Contribution of carbonate precipitation to the preservation of ripples in siliciclastic sediments colonized by microorganisms.

The present study traces a carbonate lamination in microbial mats in a siliciclastic coastal environment. The aim of this paper is to determine how physicochemical and biological processes influence the preservation of sedimentary structures such as ripple marks, covering it by carbonate precipitation. Such precipitation is a combination of the activity of microorganisms, and physicochemical factors. Biological factors, such as photosynthesis, composition and activity of the microbial community, and presence of exopolymeric substances (EPS), play a significant role in coastal environments, while high-energy hydrodynamic events supply seawater, providing calcium and carbonate ions, and trigger events like sediment transport, deposition, and erosion. The combination of these hydrodynamic events with the microbial activity creates physical sedimentary structures, such as ripple marks, which can be biostabilized.

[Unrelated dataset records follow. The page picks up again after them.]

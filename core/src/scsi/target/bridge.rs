//! Host bridge device (SCBR): MAC address and raw packet-frame exchange
//!
//! The bridge exposes GET MESSAGE(10)/SEND MESSAGE(10) for Ethernet frame
//! transfer. The historical file-system pass-through of this device class is
//! not part of this implementation.

use std::collections::BTreeMap;
use std::path::Path;

use num_traits::FromPrimitive;

use super::net::{MAX_FRAME_SIZE, NetworkLink};
use super::{DeviceState, DeviceType, INQUIRY_COMMUNICATIONS, ScsiLevel, ScsiTarget};
use crate::scsi::controller::TransferCtx;
use crate::scsi::{
    ASC_INVALID_FIELD_IN_CDB, ScsiCommand, ScsiError, ScsiResult, SenseKey, be24,
};

// GET/SEND MESSAGE(10) functions
const FUNC_PACKET: u8 = 1;
const FUNC_MACADDR: u8 = 2;

pub struct ScsiBridge {
    state: DeviceState,
    macaddress: [u8; 6],
    link: Option<NetworkLink>,
}

impl ScsiBridge {
    pub fn new(id: u8, lun: u8) -> Self {
        let mut state = DeviceState::new(id, lun);
        state.supports_params = true;
        state.ready = true;

        Self {
            state,
            macaddress: [0x00, 0x00, 0xA7, 0x00, 0x00, (id << 4) | lun],
            link: None,
        }
    }

    pub fn set_link(&mut self, link: NetworkLink) {
        self.link = Some(link);
    }

    /// GET MESSAGE(10): either the next queued packet (2-byte length
    /// header, 0 when the queue is empty) or the MAC address
    fn get_message(&mut self, ctx: &mut TransferCtx) -> ScsiResult<()> {
        match ctx.cdb[2] {
            FUNC_PACKET => {
                let packet = self
                    .link
                    .as_ref()
                    .and_then(|link| link.rx.try_recv().ok());

                match packet {
                    Some(packet) => {
                        ctx.buffer[0] = (packet.len() >> 8) as u8;
                        ctx.buffer[1] = packet.len() as u8;
                        ctx.buffer[2..2 + packet.len()].copy_from_slice(&packet);
                        ctx.enter_data_in(2 + packet.len());
                    }
                    None => {
                        ctx.buffer[..2].fill(0);
                        ctx.enter_data_in(2);
                    }
                }
                Ok(())
            }
            FUNC_MACADDR => {
                ctx.buffer[..6].copy_from_slice(&self.macaddress);
                ctx.enter_data_in(6);
                Ok(())
            }
            _ => Err(ScsiError::new(
                SenseKey::IllegalRequest,
                ASC_INVALID_FIELD_IN_CDB,
            )),
        }
    }

    /// SEND MESSAGE(10): a packet to transmit or a new MAC address
    fn send_message(&mut self, ctx: &mut TransferCtx) -> ScsiResult<()> {
        let len = be24(&ctx.cdb, 6) as usize;

        match ctx.cdb[2] {
            FUNC_PACKET => {
                if len == 0 || len > MAX_FRAME_SIZE {
                    return Err(ScsiError::new(
                        SenseKey::IllegalRequest,
                        ASC_INVALID_FIELD_IN_CDB,
                    ));
                }
                ctx.enter_data_out(len);
                Ok(())
            }
            FUNC_MACADDR => {
                if len < 6 {
                    return Err(ScsiError::new(
                        SenseKey::IllegalRequest,
                        ASC_INVALID_FIELD_IN_CDB,
                    ));
                }
                ctx.enter_data_out(len);
                Ok(())
            }
            _ => Err(ScsiError::new(
                SenseKey::IllegalRequest,
                ASC_INVALID_FIELD_IN_CDB,
            )),
        }
    }
}

impl ScsiTarget for ScsiBridge {
    fn state(&self) -> &DeviceState {
        &self.state
    }

    fn state_mut(&mut self) -> &mut DeviceState {
        &mut self.state
    }

    fn target_type(&self) -> DeviceType {
        DeviceType::Bridge
    }

    fn image_path(&self) -> Option<&Path> {
        None
    }

    fn inquiry_payload(&self) -> Vec<u8> {
        let mut buf = self.inquiry_common(INQUIRY_COMMUNICATIONS, ScsiLevel::Scsi2, false);

        // The bridge returns 6 more additional bytes than the other devices
        buf.resize(0x1F + 8 + 5, 0);
        buf[4] = 0x1F + 8;

        // Optional function flags: TAP enable, file system pass-through
        // disabled
        buf[36] = b'0';
        buf[37] = if self.link.is_some() { b'1' } else { b'0' };
        buf[38] = b'0';

        buf
    }

    fn setup_mode_pages(&self, _pages: &mut BTreeMap<u8, Vec<u8>>, _page: u8, _changeable: bool) {}

    fn xfer_out(&mut self, ctx: &mut TransferCtx, _cont: bool) -> ScsiResult<()> {
        let received = ctx.offset;

        match ScsiCommand::from_u8(ctx.opcode()) {
            Some(ScsiCommand::Write10) => match ctx.cdb[2] {
                FUNC_PACKET => {
                    if let Some(link) = self.link.as_ref() {
                        if let Err(e) = link.tx.try_send(ctx.buffer[..received].to_vec()) {
                            log::error!("Failed to send packet: {:?}", e);
                            return Err(ScsiError::aborted());
                        }
                    }
                    ctx.blocks = 0;
                    Ok(())
                }
                FUNC_MACADDR => {
                    self.macaddress.copy_from_slice(&ctx.buffer[..6]);
                    ctx.blocks = 0;
                    Ok(())
                }
                _ => Err(ScsiError::aborted()),
            },
            _ => {
                log::warn!(
                    "Unexpected data-out completion for command ${:02X}",
                    ctx.opcode()
                );
                Ok(())
            }
        }
    }

    fn dispatch_specific(
        &mut self,
        ctx: &mut TransferCtx,
        opcode: u8,
    ) -> Option<ScsiResult<()>> {
        Some(match ScsiCommand::from_u8(opcode)? {
            ScsiCommand::TestUnitReady => {
                // The bridge is always ready
                ctx.enter_status();
                Ok(())
            }
            // GET MESSAGE(10) shares its opcode with READ(10)
            ScsiCommand::Read10 => self.get_message(ctx),
            // SEND MESSAGE(10) shares its opcode with WRITE(10)
            ScsiCommand::Write10 => self.send_message(ctx),
            _ => return None,
        })
    }
}

#[cfg(test)]
mod tests {
    use super::*;
    use crate::scsi::target::net::link_pair;

    fn ctx_with_cdb(cdb: &[u8]) -> TransferCtx {
        let mut ctx = crate::scsi::controller::test_ctx();
        ctx.cdb.try_extend_from_slice(cdb).unwrap();
        ctx
    }

    #[test]
    fn inquiry_has_capability_tail() {
        let bridge = ScsiBridge::new(6, 0);
        let payload = bridge.inquiry_payload();

        assert_eq!(payload.len(), 44);
        assert_eq!(payload[0], INQUIRY_COMMUNICATIONS);
        assert_eq!(payload[4], 0x27);
        assert_eq!(payload[37], b'0');
    }

    #[test]
    fn get_message_returns_queued_packet() {
        let mut bridge = ScsiBridge::new(6, 0);
        let (link, peer) = link_pair();
        bridge.set_link(link);

        peer.tx.send(vec![1, 2, 3, 4]).unwrap();

        let mut ctx = ctx_with_cdb(&[0x28, 0, FUNC_PACKET, 0, 0, 0, 0, 0x06, 0x00, 0]);
        bridge.dispatch(&mut ctx).unwrap();

        assert_eq!(&ctx.buffer[..6], &[0, 4, 1, 2, 3, 4]);
        assert_eq!(ctx.length, 6);
    }

    #[test]
    fn get_mac_address() {
        let mut bridge = ScsiBridge::new(6, 0);
        let mut ctx = ctx_with_cdb(&[0x28, 0, FUNC_MACADDR, 0, 0, 0, 0, 0, 6, 0]);

        bridge.dispatch(&mut ctx).unwrap();
        assert_eq!(ctx.length, 6);
        assert_eq!(&ctx.buffer[..3], &[0x00, 0x00, 0xA7]);
    }

    #[test]
    fn unknown_function_is_rejected() {
        let mut bridge = ScsiBridge::new(6, 0);
        let mut ctx = ctx_with_cdb(&[0x28, 0, 9, 0, 0, 0, 0, 0, 6, 0]);

        assert!(bridge.dispatch(&mut ctx).is_err());
    }
}
#[cfg(test)]
mod tests {
    use super::*;
    use crate::control::context::CaptureSink;
    use crate::control::locale::Localizer;
    use std::collections::HashMap;
    use std::sync::Arc;

    fn store_in(dir: &Path) -> ImageStore {
        let mut store = ImageStore::new();
        store.default_folder = dir.to_path_buf();
        store
    }

    fn command_with_params(operation: PbOperation, params: &[(&str, &str)]) -> PbCommand {
        let mut command = PbCommand::new(operation);
        command.params = params
            .iter()
            .map(|(k, v)| (k.to_string(), v.to_string()))
            .collect::<HashMap<_, _>>();
        command
    }

    fn run<F: FnOnce(&mut CommandContext) -> bool>(f: F) -> (bool, Vec<super::super::proto::PbResult>) {
        let mut sink = CaptureSink::default();
        let mut context = CommandContext::new(&mut sink, Arc::new(Localizer::new()), "en");
        let status = f(&mut context);
        (status, sink.results)
    }

    #[test]
    fn create_image_size_boundaries() {
        let dir = tempfile::tempdir().unwrap();
        let store = store_in(dir.path());

        for (size, expected) in [("511", false), ("512", true), ("513", false), ("1024", true)] {
            let command = command_with_params(
                PbOperation::CreateImage,
                &[("file", &format!("test{}.hds", size)), ("size", size)],
            );
            let (status, _) = run(|context| store.create_image(context, &command));
            assert_eq!(status, expected, "size {}", size);
        }

        assert!(dir.path().join("test512.hds").exists());
        assert_eq!(
            std::fs::metadata(dir.path().join("test1024.hds")).unwrap().len(),
            1024
        );
    }

    #[test]
    fn create_image_rejects_existing_file() {
        let dir = tempfile::tempdir().unwrap();
        let store = store_in(dir.path());

        let command = command_with_params(
            PbOperation::CreateImage,
            &[("file", "new.hds"), ("size", "1048576")],
        );
        let (status, _) = run(|context| store.create_image(context, &command));
        assert!(status);

        #[cfg(unix)]
        {
            use std::os::unix::fs::PermissionsExt;
            let mode = std::fs::metadata(dir.path().join("new.hds"))
                .unwrap()
                .permissions()
                .mode();
            assert_eq!(mode & 0o777, 0o664);
        }

        let (status, results) = run(|context| store.create_image(context, &command));
        assert!(!status);
        assert!(results[0].msg.contains("File already exists"));
    }

    #[test]
    fn create_image_honors_depth_limit() {
        let dir = tempfile::tempdir().unwrap();
        let store = store_in(dir.path());

        let command = command_with_params(
            PbOperation::CreateImage,
            &[("file", "a/b/deep.hds"), ("size", "512")],
        );
        let (status, _) = run(|context| store.create_image(context, &command));
        assert!(!status);

        let command = command_with_params(
            PbOperation::CreateImage,
            &[("file", "a/flat.hds"), ("size", "512")],
        );
        let (status, _) = run(|context| store.create_image(context, &command));
        assert!(status);
    }

    #[test]
    fn delete_reserved_image_is_refused() {
        let dir = tempfile::tempdir().unwrap();
        let store = store_in(dir.path());
        std::fs::write(dir.path().join("used.hds"), vec![0u8; 512]).unwrap();

        let mut reservations = ReservationTable::default();
        reservations.reserve(&dir.path().join("used.hds"), 2, 0);

        let command = command_with_params(PbOperation::DeleteImage, &[("file", "used.hds")]);
        let (status, results) = run(|context| store.delete_image(context, &command, &reservations));
        assert!(!status);
        assert!(results[0].msg.contains("currently being used"));
        assert!(dir.path().join("used.hds").exists());
    }

    #[test]
    fn delete_removes_empty_parent_folders() {
        let dir = tempfile::tempdir().unwrap();
        let store = store_in(dir.path());
        std::fs::create_dir_all(dir.path().join("sub")).unwrap();
        std::fs::write(dir.path().join("sub/only.hds"), vec![0u8; 512]).unwrap();

        let reservations = ReservationTable::default();
        let command = command_with_params(PbOperation::DeleteImage, &[("file", "sub/only.hds")]);
        let (status, _) = run(|context| store.delete_image(context, &command, &reservations));
        assert!(status);
        assert!(!dir.path().join("sub").exists());
    }

    #[test]
    fn rename_and_copy() {
        let dir = tempfile::tempdir().unwrap();
        let store = store_in(dir.path());
        std::fs::write(dir.path().join("src.hds"), vec![0u8; 512]).unwrap();

        let reservations = ReservationTable::default();
        let command = command_with_params(
            PbOperation::RenameImage,
            &[("from", "src.hds"), ("to", "dst.hds")],
        );
        let (status, _) = run(|context| store.rename_image(context, &command, &reservations));
        assert!(status);
        assert!(!dir.path().join("src.hds").exists());
        assert!(dir.path().join("dst.hds").exists());

        let command = command_with_params(
            PbOperation::CopyImage,
            &[("from", "dst.hds"), ("to", "copy.hds")],
        );
        let (status, _) = run(|context| store.copy_image(context, &command));
        assert!(status);
        assert!(dir.path().join("dst.hds").exists());
        assert!(dir.path().join("copy.hds").exists());

        // Destination must not exist
        let (status, _) = run(|context| store.copy_image(context, &command));
        assert!(!status);
    }

    #[test]
    fn protect_toggles_permissions() {
        let dir = tempfile::tempdir().unwrap();
        let store = store_in(dir.path());
        std::fs::write(dir.path().join("img.hds"), vec![0u8; 512]).unwrap();

        let command = command_with_params(PbOperation::ProtectImage, &[("file", "img.hds")]);
        let (status, _) = run(|context| store.set_image_permissions(context, &command));
        assert!(status);

        #[cfg(unix)]
        {
            use std::os::unix::fs::PermissionsExt;
            let mode = std::fs::metadata(dir.path().join("img.hds"))
                .unwrap()
                .permissions()
                .mode();
            assert_eq!(mode & 0o777, 0o444);
        }

        let command = command_with_params(PbOperation::UnprotectImage, &[("file", "img.hds")]);
        let (status, _) = run(|context| store.set_image_permissions(context, &command));
        assert!(status);
    }

    #[test]
    fn available_images_respects_depth() {
        let dir = tempfile::tempdir().unwrap();
        let store = store_in(dir.path());
        std::fs::write(dir.path().join("a.hds"), vec![0u8; 512]).unwrap();
        std::fs::create_dir_all(dir.path().join("x/y")).unwrap();
        std::fs::write(dir.path().join("x/b.iso"), vec![0u8; 512]).unwrap();
        std::fs::write(dir.path().join("x/y/c.hds"), vec![0u8; 512]).unwrap();

        let names: Vec<String> = store
            .available_images()
            .into_iter()
            .map(|f| f.name)
            .collect();
        assert_eq!(names, vec!["a.hds".to_string(), "x/b.iso".to_string()]);
    }
}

The study was conducted in Paso Seco (40°38’40´´S; 62°12´22´´W), a modern coastal flat within an elongated semi-closed basin colonized by microbial mats and categorized as a supratidal zone. Water samples were taken from different ponds within the flat with different degrees of evaporation, and in a tidal creek for hydrochemical analyses. Seawater level fluctuations were measured in the tidal flat over a 10-month period in 2018 using a HOBO water level logger. Ripple field formation over the tidal flat was documented after the occurrence of a strong storm and was monitored throughout three subsequent field trips, and sedimentary samples were taken in a field trip. Petrographic studies show a laterally continuous dense micritic calcite layer, 100–200 µm in thickness, covering the ripple structure, improving the preservation of these bedforms. The presence of microorganisms in the sedimentary environment enables the stabilization of ripple marks because their motility and abundant EPS secretion bind the sediment grains and generate an organic layer that protects them from erosion. On the other hand, the presence of microbial mats contributes to the early preservation of the ripples because they create the adequate conditions for carbonate precipitation. Our observations of modern sedimentary structures and the in situ study of their evolution and early lithification may provide an indicator of microbial colonization and stabilization of ripples in the paleoenvironmental reconstruction.